Exercise goal → Reproduce only the stretch of entries below that begins at the first line and ends at the line holding "file parsing error.".

___

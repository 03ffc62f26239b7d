//! Error types for the resource catalog system.

use std::path::PathBuf;

/// Result type alias for catalog operations.
pub type Result<T> = std::result::Result<T, I18nError>;

/// Errors that can occur in the resource catalog system.
#[derive(Debug, thiserror::Error)]
pub enum I18nError {
    /// A lookup named a resource source no catalog is mounted for.
    #[error("Unknown resource source '{name}'")]
    UnknownSource {
        /// The resource source identifier that was requested.
        name: String,
    },

    /// File I/O error.
    #[error("Failed to read catalog '{path}': {source}")]
    Io {
        path: PathBuf,
        #[source]
        source: std::io::Error,
    },

    /// Catalog file parsing error.
    #[error("Catalog parse error: {0}")]
    Parse(String),

    /// An entry held something other than a string value.
    #[error("Invalid entry '{key}': catalog entries must be string values")]
    InvalidEntry { key: String },
}

impl I18nError {
    /// Create an unknown-source error.
    pub fn unknown_source(source: impl Into<String>) -> Self {
        Self::UnknownSource {
            name: source.into(),
        }
    }

    /// Create an I/O error.
    pub fn io(path: impl Into<PathBuf>, source: std::io::Error) -> Self {
        Self::Io {
            path: path.into(),
            source,
        }
    }

    /// Create a parse error.
    pub fn parse(message: impl Into<String>) -> Self {
        Self::Parse(message.into())
    }

    /// Create an invalid-entry error.
    pub fn invalid_entry(key: impl Into<String>) -> Self {
        Self::InvalidEntry { key: key.into() }
    }
}
#[cfg(test)]
mod tests {
    use super::*;

    #[test]
    fn register_and_contains() {
        let mut tree = ContainerTree::new();
        let module = tree.register_module("events", "catalogs/events.toml");
        let region = tree.register_region("panel");
        assert!(tree.contains(module));
        assert!(tree.contains(region));
        assert_eq!(tree.kind(module), Ok(ContainerKind::Module));
        assert_eq!(tree.kind(region), Ok(ContainerKind::Region));
        assert_eq!(tree.len(), 2);
    }

    #[test]
    fn module_always_has_resource_source() {
        let mut tree = ContainerTree::new();
        let module = tree.register_module("events", "catalogs/events.toml");
        assert_eq!(
            tree.resource_source(module).unwrap(),
            Some("catalogs/events.toml")
        );
    }

    #[test]
    fn region_declares_resource_source() {
        let mut tree = ContainerTree::new();
        let region = tree.register_region("panel");
        assert_eq!(tree.resource_source(region).unwrap(), None);

        tree.set_resource_source(region, "catalogs/panel.toml").unwrap();
        assert_eq!(
            tree.resource_source(region).unwrap(),
            Some("catalogs/panel.toml")
        );
    }

    #[test]
    fn parent_child_bookkeeping() {
        let mut tree = ContainerTree::new();
        let module = tree.register_module("events", "catalogs/events.toml");
        let region = tree.register_region("panel");

        tree.set_parent(region, Some(module)).unwrap();

        assert_eq!(tree.parent(region).unwrap(), Some(module));
        assert!(tree.children(module).unwrap().contains(&region));
    }

    #[test]
    fn reparenting_moves_child() {
        let mut tree = ContainerTree::new();
        let module = tree.register_module("events", "catalogs/events.toml");
        let left = tree.register_region("left");
        let right = tree.register_region("right");
        let control = tree.register_control("message");

        tree.set_parent(left, Some(module)).unwrap();
        tree.set_parent(right, Some(module)).unwrap();
        tree.set_parent(control, Some(left)).unwrap();

        tree.set_parent(control, Some(right)).unwrap();

        assert!(!tree.children(left).unwrap().contains(&control));
        assert!(tree.children(right).unwrap().contains(&control));
        assert_eq!(tree.parent(control).unwrap(), Some(right));
    }

    #[test]
    fn circular_parentage_rejected() {
        let mut tree = ContainerTree::new();
        let outer = tree.register_region("outer");
        let inner = tree.register_region("inner");

        tree.set_parent(inner, Some(outer)).unwrap();

        let result = tree.set_parent(outer, Some(inner));
        assert_eq!(result, Err(ContainerError::CircularParentage));
    }

    #[test]
    fn self_parentage_rejected() {
        let mut tree = ContainerTree::new();
        let region = tree.register_region("panel");
        let result = tree.set_parent(region, Some(region));
        assert_eq!(result, Err(ContainerError::CircularParentage));
    }

    #[test]
    fn cascade_remove() {
        let mut tree = ContainerTree::new();
        let module = tree.register_module("events", "catalogs/events.toml");
        let region = tree.register_region("panel");
        let control = tree.register_control("message");

        tree.set_parent(region, Some(module)).unwrap();
        tree.set_parent(control, Some(region)).unwrap();

        tree.remove(region).unwrap();

        assert!(tree.contains(module));
        assert!(!tree.contains(region));
        assert!(!tree.contains(control));
        assert!(tree.children(module).unwrap().is_empty());
    }

    #[test]
    fn invalid_id_after_removal() {
        let mut tree = ContainerTree::new();
        let region = tree.register_region("panel");
        tree.remove(region).unwrap();
        assert_eq!(tree.parent(region), Err(ContainerError::InvalidContainerId));
    }

    #[test]
    fn ancestors_from_parent_to_root() {
        let mut tree = ContainerTree::new();
        let module = tree.register_module("events", "catalogs/events.toml");
        let region = tree.register_region("panel");
        let control = tree.register_control("message");

        tree.set_parent(region, Some(module)).unwrap();
        tree.set_parent(control, Some(region)).unwrap();

        let ancestors = tree.ancestors(control).unwrap();
        assert_eq!(ancestors, vec![region, module]);
    }

    #[test]
    fn effective_visibility_considers_ancestors() {
        let mut tree = ContainerTree::new();
        let module = tree.register_module("events", "catalogs/events.toml");
        let region = tree.register_region("panel");
        let control = tree.register_control("message");

        tree.set_parent(region, Some(module)).unwrap();
        tree.set_parent(control, Some(region)).unwrap();

        assert!(tree.is_effectively_visible(control).unwrap());

        tree.set_visible(region, false).unwrap();
        assert!(tree.is_visible(control).unwrap());
        assert!(!tree.is_effectively_visible(control).unwrap());

        tree.set_visible(region, true).unwrap();
        assert!(tree.is_effectively_visible(control).unwrap());
    }

    #[test]
    fn roots_iterates_parentless_containers() {
        let mut tree = ContainerTree::new();
        let module = tree.register_module("events", "catalogs/events.toml");
        let region = tree.register_region("panel");
        tree.set_parent(region, Some(module)).unwrap();

        let roots: Vec<_> = tree.roots().collect();
        assert_eq!(roots, vec![module]);
    }

    #[test]
    fn dump_tree_shows_names_kinds_and_sources() {
        let mut tree = ContainerTree::new();
        let module = tree.register_module("events", "catalogs/events.toml");
        let region = tree.register_region("panel");
        tree.set_parent(region, Some(module)).unwrap();

        let dump = tree.dump_tree(module).unwrap();
        assert!(dump.contains("events (Module) [source: catalogs/events.toml]"));
        assert!(dump.contains("  panel (Region)"));
    }

    #[test]
    fn container_id_raw_round_trip() {
        let mut tree = ContainerTree::new();
        let region = tree.register_region("panel");
        assert_eq!(ContainerId::from_raw(region.as_raw()), region);
    }

    #[test]
    fn shared_tree_clones_share_state() {
        let tree = SharedContainerTree::new();
        let module = tree.register_module("events", "catalogs/events.toml");

        let handle = tree.clone();
        let region = handle.register_region("panel");
        handle.set_parent(region, Some(module)).unwrap();

        assert_eq!(tree.len(), 2);
        assert_eq!(tree.parent(region).unwrap(), Some(module));
    }
}
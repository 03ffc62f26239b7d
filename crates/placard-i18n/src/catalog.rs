//! Key→string catalogs with per-locale tables.
//!
//! A catalog holds the strings for one resource source. Entries live in a
//! default table plus any number of locale tables; lookups walk a caller
//! supplied locale chain before falling back to the default table.
//!
//! # File format
//!
//! Catalogs are TOML. Top-level string entries form the default table;
//! `[locale]` tables override per locale:
//!
//! ```toml
//! NoEventsFound = "No events found."
//! SaveSuccess = "Your changes have been saved."
//!
//! [de]
//! NoEventsFound = "Keine Veranstaltungen gefunden."
//! ```

use std::collections::HashMap;
use std::path::Path;

use crate::error::{I18nError, Result};

/// The strings of one resource source.
#[derive(Debug, Clone, Default)]
pub struct Catalog {
    /// Entries not tied to a particular locale.
    default_entries: HashMap<String, String>,
    /// Per-locale overrides.
    locales: HashMap<String, HashMap<String, String>>,
}

impl Catalog {
    /// Create an empty catalog.
    pub fn new() -> Self {
        Self::default()
    }

    /// Insert an entry into the default table.
    pub fn insert(&mut self, key: impl Into<String>, value: impl Into<String>) {
        self.default_entries.insert(key.into(), value.into());
    }

    /// Insert an entry into a locale table.
    pub fn insert_localized(
        &mut self,
        locale: impl Into<String>,
        key: impl Into<String>,
        value: impl Into<String>,
    ) {
        self.locales
            .entry(locale.into())
            .or_default()
            .insert(key.into(), value.into());
    }

    /// Parse a catalog from TOML text.
    ///
    /// Top-level string entries land in the default table; top-level tables
    /// are locale tables. Any non-string entry value is rejected.
    pub fn from_toml_str(text: &str) -> Result<Self> {
        let table: toml::Table = text
            .parse()
            .map_err(|e: toml::de::Error| I18nError::parse(e.message().to_string()))?;

        let mut catalog = Self::new();
        for (key, value) in table {
            match value {
                toml::Value::String(s) => {
                    catalog.default_entries.insert(key, s);
                }
                toml::Value::Table(locale_table) => {
                    let entries = catalog.locales.entry(key).or_default();
                    for (entry_key, entry_value) in locale_table {
                        match entry_value {
                            toml::Value::String(s) => {
                                entries.insert(entry_key, s);
                            }
                            _ => return Err(I18nError::invalid_entry(entry_key)),
                        }
                    }
                }
                _ => return Err(I18nError::invalid_entry(key)),
            }
        }

        tracing::trace!(
            target: "placard_i18n::catalog",
            default_entries = catalog.default_entries.len(),
            locales = catalog.locales.len(),
            "parsed catalog"
        );
        Ok(catalog)
    }

    /// Load a catalog from a TOML file.
    pub fn load(path: impl AsRef<Path>) -> Result<Self> {
        let path = path.as_ref();
        let text = std::fs::read_to_string(path).map_err(|e| I18nError::io(path, e))?;
        Self::from_toml_str(&text)
    }

    /// Look up a key, trying each locale in `chain` before the default table.
    ///
    /// Returns `None` if no table provides the key.
    pub fn get(&self, chain: &[&str], key: &str) -> Option<&str> {
        for locale in chain {
            if let Some(value) = self.locales.get(*locale).and_then(|t| t.get(key)) {
                return Some(value.as_str());
            }
        }
        self.default_entries.get(key).map(String::as_str)
    }

    /// Iterate over the locale tags this catalog has tables for.
    pub fn locales(&self) -> impl Iterator<Item = &str> {
        self.locales.keys().map(String::as_str)
    }

    /// Whether the catalog has no entries at all.
    pub fn is_empty(&self) -> bool {
        self.default_entries.is_empty() && self.locales.values().all(HashMap::is_empty)
    }
}
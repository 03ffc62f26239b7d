//! Core systems for Placard.
//!
//! This crate provides the foundational components of the Placard status
//! message toolkit:
//!
//! - **Container Tree**: Parent-child ownership, container kinds, naming
//! - **Resource Sources**: Per-container declarations locating string catalogs
//! - **Visibility**: Per-container state with ancestor-aware propagation
//!
//! # Container Tree Example
//!
//! ```
//! use placard_core::{ContainerKind, ContainerTree};
//!
//! let mut tree = ContainerTree::new();
//!
//! // A module is the top-level content unit; it always carries its
//! // designated resource source.
//! let module = tree.register_module("events", "catalogs/events.toml");
//! let panel = tree.register_region("detail_panel");
//! tree.set_parent(panel, Some(module))?;
//!
//! assert_eq!(tree.kind(module)?, ContainerKind::Module);
//! assert_eq!(tree.ancestors(panel)?, vec![module]);
//! # Ok::<(), placard_core::ContainerError>(())
//! ```

pub mod container;
pub mod error;
pub mod logging;

pub use container::{ContainerId, ContainerKind, ContainerTree, SharedContainerTree};
pub use error::{ContainerError, ContainerResult};
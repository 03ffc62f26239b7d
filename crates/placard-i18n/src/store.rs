//! Catalog store: resource sources, active locale, lookup.

use std::collections::HashMap;
use std::path::Path;

use crate::catalog::Catalog;
use crate::error::{I18nError, Result};
use crate::key::ResourceKey;

/// Maps resource-source identifiers to their catalogs and performs lookups
/// under the active display locale.
///
/// The lookup contract mirrors what hosting shells expect from a string
/// service: a missing *entry* falls back to the key itself, while a missing
/// *source* is an error, because a declared source nobody mounted is a
/// configuration bug rather than a missing translation.
///
/// # Example
///
/// ```
/// use placard_i18n::{Catalog, CatalogStore, ResourceKey};
///
/// let mut catalog = Catalog::new();
/// catalog.insert("NoEventsFound", "No events found.");
/// catalog.insert_localized("de", "NoEventsFound", "Keine Veranstaltungen gefunden.");
///
/// let mut store = CatalogStore::with_locale("de");
/// store.mount("catalogs/events.toml", catalog);
///
/// let key = ResourceKey::new("NoEventsFound");
/// assert_eq!(
///     store.lookup(&key, "catalogs/events.toml")?,
///     "Keine Veranstaltungen gefunden."
/// );
/// # Ok::<(), placard_i18n::I18nError>(())
/// ```
#[derive(Debug, Clone)]
pub struct CatalogStore {
    catalogs: HashMap<String, Catalog>,
    /// Active display locale, e.g. `"de-AT"`.
    locale: String,
    /// Locales tried, in order, after the active locale and its language
    /// prefix.
    fallback_chain: Vec<String>,
}

impl CatalogStore {
    /// Create a store using the system display locale.
    ///
    /// Falls back to `"en"` when the system locale cannot be detected.
    pub fn new() -> Self {
        let locale = sys_locale::get_locale().unwrap_or_else(|| String::from("en"));
        Self::with_locale(locale)
    }

    /// Create a store with an explicit active locale.
    pub fn with_locale(locale: impl Into<String>) -> Self {
        Self {
            catalogs: HashMap::new(),
            locale: locale.into(),
            fallback_chain: vec![String::from("en")],
        }
    }

    /// The active display locale.
    pub fn locale(&self) -> &str {
        &self.locale
    }

    /// Change the active display locale.
    pub fn set_locale(&mut self, locale: impl Into<String>) {
        self.locale = locale.into();
    }

    /// Set the fallback chain tried after the active locale.
    pub fn set_fallback_chain(&mut self, chain: Vec<String>) {
        self.fallback_chain = chain;
    }

    /// Mount a catalog under a resource-source identifier.
    pub fn mount(&mut self, source: impl Into<String>, catalog: Catalog) {
        let source = source.into();
        tracing::trace!(target: "placard_i18n::store", %source, "mounted catalog");
        self.catalogs.insert(source, catalog);
    }

    /// Load a catalog file and mount it under its path as the source
    /// identifier.
    pub fn load_source(&mut self, path: impl AsRef<Path>) -> Result<()> {
        let path = path.as_ref();
        let catalog = Catalog::load(path)?;
        self.mount(path.to_string_lossy().into_owned(), catalog);
        Ok(())
    }

    /// Check whether a catalog is mounted for a source identifier.
    pub fn is_mounted(&self, source: &str) -> bool {
        self.catalogs.contains_key(source)
    }

    /// Look up the display string for `key` in the catalog mounted under
    /// `source`.
    ///
    /// Walks the active locale, its bare language tag, then the fallback
    /// chain, then the catalog's default table. A missing entry returns the
    /// key verbatim; an unmounted source is an error.
    pub fn lookup(&self, key: &ResourceKey, source: &str) -> Result<String> {
        let catalog = self
            .catalogs
            .get(source)
            .ok_or_else(|| I18nError::unknown_source(source))?;

        let chain = self.locale_chain();
        match catalog.get(&chain, key.as_str()) {
            Some(value) => Ok(value.to_string()),
            None => {
                tracing::debug!(
                    target: "placard_i18n::store",
                    %key,
                    %source,
                    "no catalog entry for key, returning key verbatim"
                );
                Ok(key.as_str().to_string())
            }
        }
    }

    /// The ordered list of locale tags a lookup walks.
    fn locale_chain(&self) -> Vec<&str> {
        let mut chain = vec![self.locale.as_str()];
        // "de-AT" also tries "de" before any fallback.
        if let Some((language, _)) = self.locale.split_once(['-', '_']) {
            if !chain.contains(&language) {
                chain.push(language);
            }
        }
        for fallback in &self.fallback_chain {
            if !chain.contains(&fallback.as_str()) {
                chain.push(fallback);
            }
        }
        chain
    }
}

impl Default for CatalogStore {
    fn default() -> Self {
        Self::new()
    }
}

#[cfg(test)]
mod tests {
    use super::*;

    fn sample_catalog() -> Catalog {
        let mut catalog = Catalog::new();
        catalog.insert("NoEventsFound", "No events found.");
        catalog.insert("SaveSuccess", "Your changes have been saved.");
        catalog.insert_localized("de", "NoEventsFound", "Keine Veranstaltungen gefunden.");
        catalog
    }

    #[test]
    fn lookup_uses_active_locale() {
        let mut store = CatalogStore::with_locale("de");
        store.mount("events", sample_catalog());

        let key = ResourceKey::new("NoEventsFound");
        assert_eq!(
            store.lookup(&key, "events").unwrap(),
            "Keine Veranstaltungen gefunden."
        );
    }

    #[test]
    fn regional_locale_tries_bare_language() {
        let mut store = CatalogStore::with_locale("de-AT");
        store.mount("events", sample_catalog());

        let key = ResourceKey::new("NoEventsFound");
        assert_eq!(
            store.lookup(&key, "events").unwrap(),
            "Keine Veranstaltungen gefunden."
        );
    }

    #[test]
    fn falls_back_to_default_table() {
        let mut store = CatalogStore::with_locale("de");
        store.mount("events", sample_catalog());

        let key = ResourceKey::new("SaveSuccess");
        assert_eq!(
            store.lookup(&key, "events").unwrap(),
            "Your changes have been saved."
        );
    }

    #[test]
    fn missing_entry_returns_key_verbatim() {
        let mut store = CatalogStore::with_locale("en");
        store.mount("events", sample_catalog());

        let key = ResourceKey::new("NotInCatalog");
        assert_eq!(store.lookup(&key, "events").unwrap(), "NotInCatalog");
    }

    #[test]
    fn unknown_source_is_an_error() {
        let store = CatalogStore::with_locale("en");
        let key = ResourceKey::new("NoEventsFound");
        let result = store.lookup(&key, "not-mounted");
        assert!(matches!(result, Err(I18nError::UnknownSource { .. })));
    }

    #[test]
    fn fallback_chain_is_honored() {
        let mut catalog = Catalog::new();
        catalog.insert_localized("fr", "Greeting", "Bonjour");

        let mut store = CatalogStore::with_locale("de");
        store.set_fallback_chain(vec![String::from("fr")]);
        store.mount("greetings", catalog);

        let key = ResourceKey::new("Greeting");
        assert_eq!(store.lookup(&key, "greetings").unwrap(), "Bonjour");
    }

    #[test]
    fn set_locale_changes_resolution() {
        let mut store = CatalogStore::with_locale("en");
        store.mount("events", sample_catalog());

        let key = ResourceKey::new("NoEventsFound");
        assert_eq!(store.lookup(&key, "events").unwrap(), "No events found.");

        store.set_locale("de");
        assert_eq!(
            store.lookup(&key, "events").unwrap(),
            "Keine Veranstaltungen gefunden."
        );
    }

    #[test]
    fn load_source_mounts_under_path() {
        use std::io::Write as _;

        let mut file = tempfile::NamedTempFile::new().unwrap();
        file.write_all(b"Greeting = \"Hello\"\n").unwrap();

        let mut store = CatalogStore::with_locale("en");
        store.load_source(file.path()).unwrap();

        let source = file.path().to_string_lossy().into_owned();
        assert!(store.is_mounted(&source));

        let key = ResourceKey::new("Greeting");
        assert_eq!(store.lookup(&key, &source).unwrap(), "Hello");
    }
}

___

Answer space →
repository 03ffc62f26239b7d
//! Error types for the resource catalog system.

use std::path::PathBuf;

/// Result type alias for catalog operations.
pub type Result<T> = std::result::Result<T, I18nError>;

/// Errors that can occur in the resource catalog system.
#[derive(Debug, thiserror::Error)]
pub enum I18nError {
    /// A lookup named a resource source no catalog is mounted for.
    #[error("Unknown resource source '{name}'")]
    UnknownSource {
        /// The resource source identifier that was requested.
        name: String,
    },

    /// File I/O error.
    #[error("Failed to read catalog '{path}': {source}")]
    Io {
        path: PathBuf,
        #[source]
        source: std::io::Error,
    },

    /// Catalog file parsing error.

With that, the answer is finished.